Milo Minderbinder
25th Aug 2012, 18:38
True to tradition, McAfee have announced (late) that one of their updates is blocking internet access. I've seen a few of these this week and I've fixed them all by removing / reinstalling the program, but theres a workround at
http://service.mcafee.com/faq/TS101446.htm
Symptoms are that it blocks internet access by seemingly messing up DNS resolution. It even prevents logging into the router, even though the physical connection is working. With Sky routers it also seems to somehow spike them into not responding - you may also need to reset them to defaults to regain access.
Blues&twos
25th Aug 2012, 20:28
Thankfully not a McAfee user. But I do program industrial control systems, and we have to test any software modifications to buggery before they are allowed anywhere near their target systems. Then we have to prove, by various means, th correct update and nothing else has been installed.
Do these software suppliers actually have any testing regimes?
mixture
1st Sep 2012, 08:04
Blues&twos,
Do these software suppliers actually have any testing regimes?
Like most things in the IT industry, you get what you pay for.
If you pay peanuts you're looking at a volume sales driven product, so the company's focus is on a quick route to market and getting the sales volumes up. Same goes for Open Source software where the quality and depth of QA varies vastly, even more widely than what you see between commercial companies !
Pay more, you (generally) get a more robust product, backed by a more robust development programme and a more conservative software release policy.

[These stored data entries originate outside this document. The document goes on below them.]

///! Configuration: credential pairs and API origins.
///!
///! Environment variables win over the optional TOML file; origins default
///! to the production endpoints so a deployment only has to provide the two
///! credential pairs.

use serde::{Deserialize, Serialize};

use crate::module::metastore::POCKETHOST_BASE;
use crate::module::telemetry::{AUTH_URL, BASE_API_URL};

#[derive(Debug, Clone, Serialize, Deserialize)]
pub struct BackendConfig {
    /// Telemetry API client credentials.
    #[serde(default)]
    pub client_id: String,
    #[serde(default)]
    pub client_secret: String,

    /// Metadata-store admin token.
    #[serde(default)]
    pub metastore_token: String,

    #[serde(default = "default_auth_url")]
    pub auth_url: String,

    #[serde(default = "default_api_url")]
    pub api_url: String,

    #[serde(default = "default_metastore_url")]
    pub metastore_url: String,

    #[serde(default = "default_log_level")]
    pub log_level: String,
}

fn default_auth_url() -> String {
    AUTH_URL.to_string()
}

fn default_api_url() -> String {
    BASE_API_URL.to_string()
}

fn default_metastore_url() -> String {
    POCKETHOST_BASE.to_string()
}

fn default_log_level() -> String {
    "info".to_string()
}

impl Default for BackendConfig {
    fn default() -> Self {
        Self {
            client_id: String::new(),
            client_secret: String::new(),
            metastore_token: String::new(),
            auth_url: default_auth_url(),
            api_url: default_api_url(),
            metastore_url: default_metastore_url(),
            log_level: default_log_level(),
        }
    }
}

impl BackendConfig {
    pub fn from_file(path: &str) -> anyhow::Result<Self> {
        let content = std::fs::read_to_string(path)?;
        let config: BackendConfig = toml::from_str(&content)?;
        Ok(config)
    }

    /// Load configuration: optional TOML file named by `SKYFLEET_CONFIG`,
    /// then environment-variable overrides.
    pub fn from_env() -> anyhow::Result<Self> {
        let mut config = match std::env::var("SKYFLEET_CONFIG") {
            Ok(path) if !path.is_empty() => Self::from_file(&path)?,
            _ => Self::default(),
        };

        if let Some(value) = env_non_empty("OPENSKY_CLIENT_ID") {
            config.client_id = value;
        }
        if let Some(value) = env_non_empty("OPENSKY_CLIENT_SECRET") {
            config.client_secret = value;
        }
        if let Some(value) = env_non_empty("POCKETHOST_ADMIN_TOKEN") {
            config.metastore_token = value;
        }
        if let Some(value) = env_non_empty("SKYFLEET_LOG_LEVEL") {
            config.log_level = value;
        }
        Ok(config)
    }

    pub fn has_telemetry_credentials(&self) -> bool {
        !self.client_id.is_empty() && !self.client_secret.is_empty()
    }

    pub fn has_metastore_token(&self) -> bool {
        !self.metastore_token.is_empty()
    }
}

fn env_non_empty(key: &str) -> Option<String> {
    std::env::var(key).ok().filter(|value| !value.is_empty())
}
///! Record types for the telemetry API endpoints
///!
///! Raw types mirror the wire shape with defaulted fields; typed rows carry
///! the site attributes and display color joined in by serial.

use chrono::{DateTime, Utc};
use serde::{Deserialize, Serialize};

use crate::module::catalog::Rgb;
use crate::module::serial::{RawSerial, Serial};

/// Raw device object from `/sensor/list`.
#[derive(Debug, Clone, Deserialize)]
pub struct RawDevice {
    #[serde(default)]
    pub serial: Option<RawSerial>,
    #[serde(default)]
    pub online: bool,
    #[serde(rename = "type", default)]
    pub sensor_type: String,
    #[serde(default)]
    pub position: Option<RawPosition>,
    /// Registration timestamp, epoch seconds.
    #[serde(default)]
    pub added: Option<i64>,
    /// Last-contact timestamp, epoch seconds.
    #[serde(rename = "lastConnectionEvent", default)]
    pub last_connection_event: Option<i64>,
}

#[derive(Debug, Clone, Deserialize)]
pub struct RawPosition {
    #[serde(default)]
    pub latitude: Option<f64>,
    #[serde(default)]
    pub longitude: Option<f64>,
}

/// One sensor's current reported state, enriched with catalog attributes.
#[derive(Debug, Clone, Serialize)]
pub struct DeviceRecord {
    pub serial: Serial,
    pub site: String,
    pub country: String,
    pub sensor_type: String,
    pub online: bool,
    pub latitude: Option<f64>,
    pub longitude: Option<f64>,
    pub added: Option<DateTime<Utc>>,
    pub last_seen: Option<DateTime<Utc>>,
    pub color: Rgb,
}

/// One message-rate sample.
#[derive(Debug, Clone, PartialEq, Serialize)]
pub struct RateSample {
    pub serial: Serial,
    pub ts: DateTime<Utc>,
    pub rate: f64,
}

/// Ordered (longitude, latitude) vertices for one serial on one day.
/// Empty when the source day has no recorded ranges.
pub type CoveragePolygon = Vec<(f64, f64)>;
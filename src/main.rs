///! skyfleet-poller: scheduled status-poll run.
///!
///! Builds the catalog from the metadata store, fetches the live device list
///! once, then appends one status record per known serial back to the
///! store's status collection. Per-record append failures are logged and
///! counted without aborting the run.

use std::collections::HashMap;

use anyhow::{bail, Context, Result};
use chrono::Utc;

use skyfleet_backend::config::BackendConfig;
use skyfleet_backend::logging;
use skyfleet_backend::module::cache::CacheBust;
use skyfleet_backend::module::metastore::NewStatusRecord;
use skyfleet_backend::module::serial::Serial;
use skyfleet_backend::module::telemetry::DeviceRecord;
use skyfleet_backend::service::FleetService;

#[tokio::main]
async fn main() -> Result<()> {
    let config = BackendConfig::from_env()?;
    let _logging_guard = logging::init_logging("logs", "skyfleet-poller", &config.log_level);

    if !config.has_telemetry_credentials() {
        bail!("Set OPENSKY_CLIENT_ID and OPENSKY_CLIENT_SECRET to continue");
    }
    if !config.has_metastore_token() {
        bail!("Set POCKETHOST_ADMIN_TOKEN to continue");
    }

    let service = FleetService::new(&config).context("Failed to build fleet service")?;

    let catalog = service
        .load_catalog()
        .await
        .context("Failed to fetch sensor metadata")?;
    if catalog.is_empty() {
        bail!("No sensor metadata found in the metadata store");
    }
    tracing::info!(
        "Polling {} serials across {} sites",
        catalog.all_serials.len(),
        catalog.monitor_sites.len()
    );

    let token = service
        .get_token()
        .await
        .context("Failed to obtain bearer token")?;

    // One poll run is one refresh pass: a single fresh bust value for every
    // call in it.
    let bust = CacheBust::fresh(Utc::now());
    let devices = service
        .device_list(&token, &bust)
        .await
        .context("Failed to fetch device list")?;
    let by_serial: HashMap<Serial, &DeviceRecord> =
        devices.iter().map(|d| (d.serial, d)).collect();

    let polled_at = Utc::now();
    let mut appended = 0usize;
    let mut failed = 0usize;

    for &serial in &catalog.all_serials {
        let online = by_serial.get(&serial).map(|d| d.online).unwrap_or(false);
        let record = NewStatusRecord::new(serial, catalog.site(serial), online, polled_at);
        match service.append_status(&record).await {
            Ok(()) => {
                tracing::info!(
                    "Posted {} ({}) online={}",
                    serial,
                    catalog.site_label(serial).unwrap_or("?"),
                    online
                );
                appended += 1;
            }
            Err(e) => {
                tracing::error!("Failed to post status for {}: {}", serial, e);
                failed += 1;
            }
        }
    }

    tracing::info!("Poll run complete: {} appended, {} failed", appended, failed);
    if appended == 0 && failed > 0 {
        bail!("Every status append failed ({failed} records)");
    }
    Ok(())
}
///! Secondary metadata store: sensor-details catalog source and append-only
///! status history.

pub mod client;
pub mod types;

pub use client::{MetastoreClient, DETAILS_COLLECTION, POCKETHOST_BASE, STATUS_COLLECTION};
pub use types::{NewStatusRecord, SensorDetail, StatusHistoryRecord};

That said, its not all the AV vendor's (or other software types) fault... there are so many possible use-cases, due to a large number of deployment scenarios and end-user platform configurations, that there will always be a number of elements that they can't test and have to fix reactivley rather than proactivley.
Blues&twos
2nd Sep 2012, 16:17
Ok, makes sense, particularly the"you get what you pay for" which seems to apply almost universally to anything on which you can spend your readies.